Collected data:
◆ ◆ ◆ ◆
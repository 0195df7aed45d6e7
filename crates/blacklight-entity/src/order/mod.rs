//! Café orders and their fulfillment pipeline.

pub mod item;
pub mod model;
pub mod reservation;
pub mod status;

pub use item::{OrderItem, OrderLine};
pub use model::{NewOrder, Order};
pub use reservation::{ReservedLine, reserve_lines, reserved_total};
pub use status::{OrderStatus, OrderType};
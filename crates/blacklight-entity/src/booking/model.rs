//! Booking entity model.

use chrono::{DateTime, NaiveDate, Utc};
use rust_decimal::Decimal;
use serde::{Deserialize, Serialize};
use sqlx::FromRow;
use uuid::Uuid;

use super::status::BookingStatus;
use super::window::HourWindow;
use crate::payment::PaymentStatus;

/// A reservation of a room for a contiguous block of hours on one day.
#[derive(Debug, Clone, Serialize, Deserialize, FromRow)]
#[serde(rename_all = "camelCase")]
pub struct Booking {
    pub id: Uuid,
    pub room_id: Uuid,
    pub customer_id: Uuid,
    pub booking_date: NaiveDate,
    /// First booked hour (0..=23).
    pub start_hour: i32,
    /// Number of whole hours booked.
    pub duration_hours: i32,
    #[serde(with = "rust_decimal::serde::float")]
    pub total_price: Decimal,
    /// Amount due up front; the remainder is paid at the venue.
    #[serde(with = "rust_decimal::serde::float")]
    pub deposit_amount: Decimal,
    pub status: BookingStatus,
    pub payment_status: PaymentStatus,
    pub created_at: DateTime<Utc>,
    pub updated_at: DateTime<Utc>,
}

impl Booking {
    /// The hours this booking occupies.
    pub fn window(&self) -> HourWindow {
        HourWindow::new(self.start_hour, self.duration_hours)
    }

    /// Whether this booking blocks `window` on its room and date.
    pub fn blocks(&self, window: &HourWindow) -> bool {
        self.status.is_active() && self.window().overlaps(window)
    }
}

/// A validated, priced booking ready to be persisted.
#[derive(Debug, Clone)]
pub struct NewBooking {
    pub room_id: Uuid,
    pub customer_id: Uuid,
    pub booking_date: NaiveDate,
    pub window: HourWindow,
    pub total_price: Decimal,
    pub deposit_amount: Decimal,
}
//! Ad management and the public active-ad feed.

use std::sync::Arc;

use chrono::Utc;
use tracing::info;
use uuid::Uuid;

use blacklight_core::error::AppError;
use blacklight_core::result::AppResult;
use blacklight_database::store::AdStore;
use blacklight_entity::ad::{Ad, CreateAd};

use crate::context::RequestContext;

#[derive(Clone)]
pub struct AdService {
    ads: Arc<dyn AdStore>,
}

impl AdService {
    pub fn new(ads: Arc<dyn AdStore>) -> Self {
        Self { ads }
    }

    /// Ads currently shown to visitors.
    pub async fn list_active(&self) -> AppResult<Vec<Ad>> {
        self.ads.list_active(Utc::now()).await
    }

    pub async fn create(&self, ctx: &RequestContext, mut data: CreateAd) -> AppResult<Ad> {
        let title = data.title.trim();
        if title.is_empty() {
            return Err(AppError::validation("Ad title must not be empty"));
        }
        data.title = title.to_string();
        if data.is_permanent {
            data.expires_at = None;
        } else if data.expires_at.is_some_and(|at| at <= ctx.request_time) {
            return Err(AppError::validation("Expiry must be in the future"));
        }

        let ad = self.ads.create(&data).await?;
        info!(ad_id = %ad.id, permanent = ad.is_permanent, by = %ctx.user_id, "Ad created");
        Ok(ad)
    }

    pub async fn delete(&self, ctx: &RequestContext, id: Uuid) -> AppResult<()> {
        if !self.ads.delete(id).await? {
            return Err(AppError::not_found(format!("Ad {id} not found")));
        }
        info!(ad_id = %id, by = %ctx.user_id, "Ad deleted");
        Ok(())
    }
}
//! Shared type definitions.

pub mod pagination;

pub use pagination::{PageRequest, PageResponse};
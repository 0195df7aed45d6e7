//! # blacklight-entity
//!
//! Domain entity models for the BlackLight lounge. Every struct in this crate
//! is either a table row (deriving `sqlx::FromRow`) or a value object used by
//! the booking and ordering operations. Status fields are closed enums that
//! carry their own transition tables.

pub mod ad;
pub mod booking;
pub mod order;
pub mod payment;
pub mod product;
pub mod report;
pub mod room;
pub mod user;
◆ ◆ ◆ ◆
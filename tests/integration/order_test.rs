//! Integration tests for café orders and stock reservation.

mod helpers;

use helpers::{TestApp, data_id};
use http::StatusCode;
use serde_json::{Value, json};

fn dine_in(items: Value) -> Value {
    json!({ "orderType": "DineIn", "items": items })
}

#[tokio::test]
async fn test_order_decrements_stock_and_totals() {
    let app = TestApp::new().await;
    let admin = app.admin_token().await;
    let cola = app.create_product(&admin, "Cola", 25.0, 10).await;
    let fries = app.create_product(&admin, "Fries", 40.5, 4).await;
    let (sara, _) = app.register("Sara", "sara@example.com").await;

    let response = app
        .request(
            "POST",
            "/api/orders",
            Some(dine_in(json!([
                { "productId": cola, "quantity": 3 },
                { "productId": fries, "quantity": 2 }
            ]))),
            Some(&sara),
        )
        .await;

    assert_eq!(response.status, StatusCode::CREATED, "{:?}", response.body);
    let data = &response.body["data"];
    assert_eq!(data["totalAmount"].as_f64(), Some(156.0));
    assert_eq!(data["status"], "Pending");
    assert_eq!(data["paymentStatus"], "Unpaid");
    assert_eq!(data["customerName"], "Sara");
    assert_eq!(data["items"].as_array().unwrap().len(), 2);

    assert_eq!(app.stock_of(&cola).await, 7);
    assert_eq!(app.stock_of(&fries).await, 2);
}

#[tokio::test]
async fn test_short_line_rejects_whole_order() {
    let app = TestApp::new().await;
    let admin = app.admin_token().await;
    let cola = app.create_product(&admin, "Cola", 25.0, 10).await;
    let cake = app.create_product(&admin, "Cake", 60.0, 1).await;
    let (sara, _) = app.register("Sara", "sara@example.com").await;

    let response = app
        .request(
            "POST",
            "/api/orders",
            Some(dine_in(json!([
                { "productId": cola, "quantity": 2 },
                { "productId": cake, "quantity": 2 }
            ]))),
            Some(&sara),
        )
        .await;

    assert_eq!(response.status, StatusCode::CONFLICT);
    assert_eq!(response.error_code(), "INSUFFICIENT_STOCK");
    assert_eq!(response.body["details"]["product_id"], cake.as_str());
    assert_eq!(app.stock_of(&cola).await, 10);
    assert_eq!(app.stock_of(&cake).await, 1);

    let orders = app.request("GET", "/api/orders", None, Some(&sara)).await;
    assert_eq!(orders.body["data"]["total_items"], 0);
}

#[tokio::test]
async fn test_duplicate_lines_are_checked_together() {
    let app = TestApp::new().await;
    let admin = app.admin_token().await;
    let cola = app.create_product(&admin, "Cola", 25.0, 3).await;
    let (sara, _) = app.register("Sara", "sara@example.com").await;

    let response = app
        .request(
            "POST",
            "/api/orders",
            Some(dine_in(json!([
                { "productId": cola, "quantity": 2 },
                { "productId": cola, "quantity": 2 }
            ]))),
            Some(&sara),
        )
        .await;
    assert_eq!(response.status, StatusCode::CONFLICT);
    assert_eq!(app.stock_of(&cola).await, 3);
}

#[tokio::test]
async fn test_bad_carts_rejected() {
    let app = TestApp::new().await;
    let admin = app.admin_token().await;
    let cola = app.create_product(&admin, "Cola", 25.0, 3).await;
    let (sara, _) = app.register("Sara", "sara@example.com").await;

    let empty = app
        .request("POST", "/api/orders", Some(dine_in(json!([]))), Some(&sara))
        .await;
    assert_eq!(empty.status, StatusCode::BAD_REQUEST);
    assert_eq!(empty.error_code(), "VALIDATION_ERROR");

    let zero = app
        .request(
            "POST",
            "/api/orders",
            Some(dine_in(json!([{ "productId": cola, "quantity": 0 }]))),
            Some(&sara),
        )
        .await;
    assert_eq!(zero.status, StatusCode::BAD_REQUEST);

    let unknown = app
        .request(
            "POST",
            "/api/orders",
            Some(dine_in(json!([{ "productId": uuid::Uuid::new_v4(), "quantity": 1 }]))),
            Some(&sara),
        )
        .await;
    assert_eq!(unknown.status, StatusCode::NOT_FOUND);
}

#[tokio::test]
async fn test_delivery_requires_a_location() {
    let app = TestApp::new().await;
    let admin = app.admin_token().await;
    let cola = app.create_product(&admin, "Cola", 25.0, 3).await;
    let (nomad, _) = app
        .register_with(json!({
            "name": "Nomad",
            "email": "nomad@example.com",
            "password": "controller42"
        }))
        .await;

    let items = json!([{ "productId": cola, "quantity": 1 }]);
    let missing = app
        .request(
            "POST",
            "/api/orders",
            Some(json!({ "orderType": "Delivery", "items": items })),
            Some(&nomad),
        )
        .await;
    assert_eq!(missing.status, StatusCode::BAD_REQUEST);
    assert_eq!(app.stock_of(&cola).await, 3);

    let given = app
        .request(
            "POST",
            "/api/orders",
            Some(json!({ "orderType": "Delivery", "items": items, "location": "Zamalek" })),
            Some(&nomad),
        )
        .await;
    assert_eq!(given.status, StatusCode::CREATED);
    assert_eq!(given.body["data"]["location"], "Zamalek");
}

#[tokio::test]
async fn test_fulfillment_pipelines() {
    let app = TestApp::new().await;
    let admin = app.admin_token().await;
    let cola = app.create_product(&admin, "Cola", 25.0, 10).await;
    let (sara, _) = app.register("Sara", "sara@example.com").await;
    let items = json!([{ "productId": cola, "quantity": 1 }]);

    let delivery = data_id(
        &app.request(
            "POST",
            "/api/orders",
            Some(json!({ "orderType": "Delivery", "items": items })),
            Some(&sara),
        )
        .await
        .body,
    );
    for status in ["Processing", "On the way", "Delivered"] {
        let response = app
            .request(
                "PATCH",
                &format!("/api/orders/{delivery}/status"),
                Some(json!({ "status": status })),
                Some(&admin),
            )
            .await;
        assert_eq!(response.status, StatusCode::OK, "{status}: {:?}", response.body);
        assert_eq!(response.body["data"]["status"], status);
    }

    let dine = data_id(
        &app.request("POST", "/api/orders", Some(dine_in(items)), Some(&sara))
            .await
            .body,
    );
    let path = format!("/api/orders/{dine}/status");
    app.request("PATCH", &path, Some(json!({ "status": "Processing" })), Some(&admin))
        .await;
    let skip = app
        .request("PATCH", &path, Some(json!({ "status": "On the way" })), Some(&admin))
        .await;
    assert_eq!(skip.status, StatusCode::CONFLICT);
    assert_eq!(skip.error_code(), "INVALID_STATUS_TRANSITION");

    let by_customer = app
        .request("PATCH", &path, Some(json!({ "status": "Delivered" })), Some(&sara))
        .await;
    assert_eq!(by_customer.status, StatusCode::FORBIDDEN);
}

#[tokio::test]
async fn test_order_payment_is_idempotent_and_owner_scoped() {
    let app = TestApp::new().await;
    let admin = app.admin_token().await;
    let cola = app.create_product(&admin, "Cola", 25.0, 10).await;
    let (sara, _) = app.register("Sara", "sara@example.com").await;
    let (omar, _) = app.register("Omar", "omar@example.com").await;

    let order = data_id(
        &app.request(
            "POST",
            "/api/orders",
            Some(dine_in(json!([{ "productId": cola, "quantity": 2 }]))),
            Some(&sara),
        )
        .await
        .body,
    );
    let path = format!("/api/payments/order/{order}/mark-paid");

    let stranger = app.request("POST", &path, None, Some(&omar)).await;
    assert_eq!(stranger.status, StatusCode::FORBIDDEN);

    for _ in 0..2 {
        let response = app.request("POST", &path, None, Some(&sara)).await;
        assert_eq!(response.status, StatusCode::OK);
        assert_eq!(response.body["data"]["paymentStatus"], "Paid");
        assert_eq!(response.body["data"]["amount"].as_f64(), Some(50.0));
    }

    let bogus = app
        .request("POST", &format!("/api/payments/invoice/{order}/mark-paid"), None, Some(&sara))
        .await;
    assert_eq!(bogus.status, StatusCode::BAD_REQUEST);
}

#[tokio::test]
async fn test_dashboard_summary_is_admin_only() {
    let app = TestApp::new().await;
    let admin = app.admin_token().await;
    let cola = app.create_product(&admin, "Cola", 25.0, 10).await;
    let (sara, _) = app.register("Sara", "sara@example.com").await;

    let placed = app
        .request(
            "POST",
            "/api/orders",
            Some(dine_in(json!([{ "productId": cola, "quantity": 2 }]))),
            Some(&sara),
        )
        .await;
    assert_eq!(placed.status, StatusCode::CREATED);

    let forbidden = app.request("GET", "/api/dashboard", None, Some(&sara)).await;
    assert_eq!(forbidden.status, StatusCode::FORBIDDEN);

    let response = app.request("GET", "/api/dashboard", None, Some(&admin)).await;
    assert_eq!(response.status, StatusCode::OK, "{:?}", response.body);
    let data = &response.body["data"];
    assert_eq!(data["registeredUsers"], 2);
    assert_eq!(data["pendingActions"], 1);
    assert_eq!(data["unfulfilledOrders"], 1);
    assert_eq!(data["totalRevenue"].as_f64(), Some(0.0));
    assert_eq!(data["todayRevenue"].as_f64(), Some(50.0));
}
◆ ◆ ◆ ◆
_What needs to be done_: Check each line above for the string "BookingStatus" and copy the ones that have it.

_Response box_:
use super::status::BookingStatus;
    pub status: BookingStatus,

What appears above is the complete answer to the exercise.